HARTFORD, Conn. (AP) — Connecticut state lawmakers will return to the Capitol on Monday to consider extending the soon-to-be-expired gas tax holiday and increasing funding for state pandemic payments to essential workers, as well as voting on several other initiatives aimed at helping residents with the Coping with rising costs.
Democratic Gov. Ned Lamont, fresh from his re-election victory, on Wednesday issued the first executive order of his second term and called the lame duck’s General Assembly to a special session.
“These actions can help bring immediate relief to Connecticut residents as consumers across the country face rising prices that extend well beyond our state due to a variety of international dynamics and market instabilities,” Lamont said in a written statement.
Connecticut’s excise tax of 25 cents per gallon gas has been suspended since April 1 and is currently scheduled to resume on November 30. Lamont wants lawmakers to continue suspending the full 25 cents through Dec. 31 before gradually phasing out the five-cent-a-month tax break, beginning Jan. 1.
Connecticut is one of three states that still have a gas tax suspension in effect.
Lamont also wants the Democrat-controlled General Assembly to extend free public bus passes, first introduced April 1, through March 30.
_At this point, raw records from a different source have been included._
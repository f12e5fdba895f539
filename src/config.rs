//! Road generation parameters and configuration
//!
//! Every stage has its own parameter struct with tuned defaults. The whole
//! set is grouped in [`RoadConfig`], which can be loaded from JSON; missing
//! fields fall back to the defaults.

use std::fs;
use std::path::Path;

use serde::{Deserialize, Serialize};

use crate::error::{Result, RoadError};

/// Cost model and search limits for the A* pathfinder
#[derive(Clone, Debug, PartialEq, Serialize, Deserialize)]
#[serde(default)]
pub struct PathfinderParams {
    /// World units per search grid cell
    pub cell_size: f32,

    /// Cost per world unit travelled; the heuristic is scaled by it too
    pub base_cost: f32,

    /// Multiplier on the squared grade (rise over run) of an edge
    pub slope_multiplier: f32,

    /// River weight above which an edge is impassable
    pub river_impassable_weight: f32,

    /// Cost per unit of river weight for fordable rivers
    pub water_penalty: f32,

    /// Heights below this are water
    pub water_level: f32,

    /// Depth below `water_level` where shallow water becomes deep water
    pub deep_water_depth: f32,

    /// Fixed cost for entering shallow water
    pub shallow_water_penalty: f32,

    /// Fixed cost for entering deep water
    pub deep_water_penalty: f32,

    /// Radius of the ring sampled for terrain roughness
    pub roughness_radius: f32,

    /// Number of samples on the roughness ring
    pub roughness_samples: usize,

    /// Max - min ring height above which terrain counts as rough
    pub roughness_threshold: f32,

    /// Fixed cost for entering rough terrain
    pub rough_terrain_penalty: f32,

    /// Grade above which mountain edges are blocked
    pub mountain_max_grade: f32,

    /// Maximum number of nodes expanded before giving up
    pub max_iterations: usize,

    /// Nodes farther than this from the world origin are never expanded
    pub max_search_radius: f32,
}

impl Default for PathfinderParams {
    fn default() -> Self {
        Self {
            cell_size: 8.0,
            base_cost: 1.0,
            slope_multiplier: 400.0,
            river_impassable_weight: 0.6,
            water_penalty: 200.0,
            water_level: 0.0,
            deep_water_depth: 4.0,
            shallow_water_penalty: 1000.0,
            deep_water_penalty: 5000.0,
            roughness_radius: 6.0,
            roughness_samples: 8,
            roughness_threshold: 6.0,
            rough_terrain_penalty: 500.0,
            mountain_max_grade: 0.35,
            max_iterations: 20_000,
            max_search_radius: 10_500.0,
        }
    }
}

/// Densification and height smoothing
#[derive(Clone, Debug, PartialEq, Serialize, Deserialize)]
#[serde(default)]
pub struct SmoothingParams {
    /// Dense sample spacing as a fraction of the road width
    pub spacing_fraction: f32,

    /// Centered moving-average window (samples, odd)
    pub height_window: usize,

    /// Spline evaluations per waypoint segment before arc-length resampling
    pub spline_subdivisions: usize,

    /// Tile size of the biome height blend
    pub blend_tile_size: f32,
}

impl Default for SmoothingParams {
    fn default() -> Self {
        Self {
            spacing_fraction: 0.25,
            height_window: 41,
            spline_subdivisions: 16,
            blend_tile_size: crate::terrain::BLEND_TILE_SIZE,
        }
    }
}

/// Spatial road index layout and overlap blending
#[derive(Clone, Debug, PartialEq, Serialize, Deserialize)]
#[serde(default)]
pub struct IndexParams {
    /// World units per index cell
    pub cell_size: f32,

    /// Fraction of the half-width with full influence
    pub inner_fraction: f32,

    /// Overlap search radius as a multiple of the road width
    pub overlap_search_factor: f32,

    /// Fraction of overlapping points above which a road is merged into
    /// the existing surface rather than just crossing it
    pub overlap_threshold: f32,

    /// Samples over which a merge fades in and out along the new road
    pub merge_feather_samples: usize,
}

impl Default for IndexParams {
    fn default() -> Self {
        Self {
            cell_size: 16.0,
            inner_fraction: 0.6,
            overlap_search_factor: 1.5,
            overlap_threshold: 0.3,
            merge_feather_samples: 8,
        }
    }
}

/// Land/water raster used for island detection
#[derive(Clone, Debug, PartialEq, Serialize, Deserialize)]
#[serde(default)]
pub struct IslandParams {
    /// World units per raster cell
    pub cell_size: f32,

    /// Components smaller than this are discarded
    pub min_cells: usize,

    /// Radius of the rasterized world
    pub world_radius: f32,

    /// Base heights at or above this are land
    pub water_level: f32,
}

impl Default for IslandParams {
    fn default() -> Self {
        Self {
            cell_size: 64.0,
            min_cells: 10,
            world_radius: 10_000.0,
            water_level: 0.0,
        }
    }
}

/// Destination down-selection
#[derive(Clone, Debug, PartialEq, Serialize, Deserialize)]
#[serde(default)]
pub struct TopologyParams {
    /// Destination budget per square kilometre of landmass
    pub destinations_per_sq_km: f32,

    pub min_destinations: usize,

    pub max_destinations: usize,

    /// Candidates at or above this priority survive percentage sampling
    pub always_keep_priority: i32,
}

impl Default for TopologyParams {
    fn default() -> Self {
        Self {
            destinations_per_sq_km: 0.25,
            min_destinations: 2,
            max_destinations: 48,
            always_keep_priority: 80,
        }
    }
}

/// Full configuration for one generation pass
#[derive(Clone, Debug, PartialEq, Serialize, Deserialize)]
#[serde(default)]
pub struct RoadConfig {
    /// Nominal road width in world units
    pub road_width: f32,

    /// Percentage (0-100) of candidate destinations kept per landmass
    pub destination_percentage: u32,

    /// Extra location names to connect besides the built-in table
    pub custom_locations: Vec<String>,

    /// Location that anchors the network on its landmass
    pub spawn_location: String,

    pub pathfinder: PathfinderParams,
    pub smoothing: SmoothingParams,
    pub index: IndexParams,
    pub islands: IslandParams,
    pub topology: TopologyParams,
}

impl Default for RoadConfig {
    fn default() -> Self {
        Self {
            road_width: 4.0,
            destination_percentage: 100,
            custom_locations: Vec::new(),
            spawn_location: "StartTemple".to_string(),
            pathfinder: PathfinderParams::default(),
            smoothing: SmoothingParams::default(),
            index: IndexParams::default(),
            islands: IslandParams::default(),
            topology: TopologyParams::default(),
        }
    }
}

impl RoadConfig {
    pub fn from_json_str(json: &str) -> Result<Self> {
        let config: RoadConfig = serde_json::from_str(json)?;
        config.validate()?;
        Ok(config)
    }

    pub fn load(path: &Path) -> Result<Self> {
        let text = fs::read_to_string(path)?;
        Self::from_json_str(&text)
    }

    pub fn to_json(&self) -> Result<String> {
        Ok(serde_json::to_string_pretty(self)?)
    }

    /// Reject values the pipeline cannot work with.
    pub fn validate(&self) -> Result<()> {
        if !(self.road_width > 0.0) || !self.road_width.is_finite() {
            return Err(RoadError::InvalidRoadWidth(self.road_width));
        }
        if self.destination_percentage > 100 {
            return Err(RoadError::Config(format!(
                "destination_percentage {} is above 100",
                self.destination_percentage
            )));
        }
        let positive = [
            ("pathfinder.cell_size", self.pathfinder.cell_size),
            ("pathfinder.base_cost", self.pathfinder.base_cost),
            ("smoothing.spacing_fraction", self.smoothing.spacing_fraction),
            ("smoothing.blend_tile_size", self.smoothing.blend_tile_size),
            ("index.cell_size", self.index.cell_size),
            ("index.overlap_search_factor", self.index.overlap_search_factor),
            ("islands.cell_size", self.islands.cell_size),
            ("islands.world_radius", self.islands.world_radius),
        ];
        for (name, value) in positive {
            if !(value > 0.0) || !value.is_finite() {
                return Err(RoadError::Config(format!("{} must be positive, got {}", name, value)));
            }
        }
        if !(0.0..1.0).contains(&self.index.inner_fraction) {
            return Err(RoadError::Config(format!(
                "index.inner_fraction must be in [0, 1), got {}",
                self.index.inner_fraction
            )));
        }
        if self.smoothing.height_window == 0 {
            return Err(RoadError::Config("smoothing.height_window must be at least 1".into()));
        }
        if self.topology.min_destinations > self.topology.max_destinations {
            return Err(RoadError::Config(format!(
                "topology.min_destinations {} exceeds max_destinations {}",
                self.topology.min_destinations, self.topology.max_destinations
            )));
        }
        Ok(())
    }
}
Other actions Lamont is calling for state legislatures to include:
Lamont has proposed increasing funding for the state’s premium pay program for key private sector workers employed during the height of the COVID-19 pandemic from $30 million to $90 million. The program was originally intended to provide up to $1,000 for eligible workers. However, given the large number of applicants, there were concerns that workers would end up being paid up to $233.
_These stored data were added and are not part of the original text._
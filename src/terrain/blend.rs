//! Biome-blended height sampling
//!
//! The renderer builds terrain per tile by sampling the biome at the four
//! tile corners and blending the four biome heights bilinearly, with a
//! smooth step applied to the interpolation parameter. A plain per-point
//! biome lookup jumps at biome seams where the rendered terrain does not,
//! so road heights must be sampled with the same blend.

use super::TerrainOracle;
use crate::geometry::smooth_step;

/// Tile granularity of the terrain renderer
pub const BLEND_TILE_SIZE: f32 = 64.0;

/// Height at `(x, z)` blended across the four corner biomes of its tile.
pub fn blended_height<T: TerrainOracle + ?Sized>(oracle: &T, x: f32, z: f32, tile_size: f32) -> f32 {
    let x0 = (x / tile_size).floor() * tile_size;
    let z0 = (z / tile_size).floor() * tile_size;
    let x1 = x0 + tile_size;
    let z1 = z0 + tile_size;

    let b00 = oracle.biome(x0, z0);
    let b10 = oracle.biome(x1, z0);
    let b01 = oracle.biome(x0, z1);
    let b11 = oracle.biome(x1, z1);

    if b00 == b10 && b00 == b01 && b00 == b11 {
        return oracle.biome_height(b00, x, z);
    }

    let tx = smooth_step(0.0, 1.0, (x - x0) / tile_size);
    let tz = smooth_step(0.0, 1.0, (z - z0) / tile_size);

    let h00 = oracle.biome_height(b00, x, z);
    let h10 = oracle.biome_height(b10, x, z);
    let h01 = oracle.biome_height(b01, x, z);
    let h11 = oracle.biome_height(b11, x, z);

    let top = h00 + (h10 - h00) * tx;
    let bottom = h01 + (h11 - h01) * tx;
    top + (bottom - top) * tz
}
The Governor is also asking state legislatures to allocate an unspecified amount of additional funding to the state’s Heat and Utility Assistance program for eligible homes in light of anticipated higher energy costs. Lamont’s order calls on the General Assembly to pass a bill directing state energy regulators to allocate “a portion of certain fines” to a nonprofit organization dedicated to energy assistance programs.
Lawmakers are also being asked to change the Jan. 1 effective date for planned updates to the state’s so-called “bottle bill.” Lamont’s proposal would allow retailers to sell their existing inventory without violating part of the new law, which expands the types of beverage containers covered. Meanwhile, the bottle deposit is set to increase from $0.05 to $0.10 starting January 1, 2024.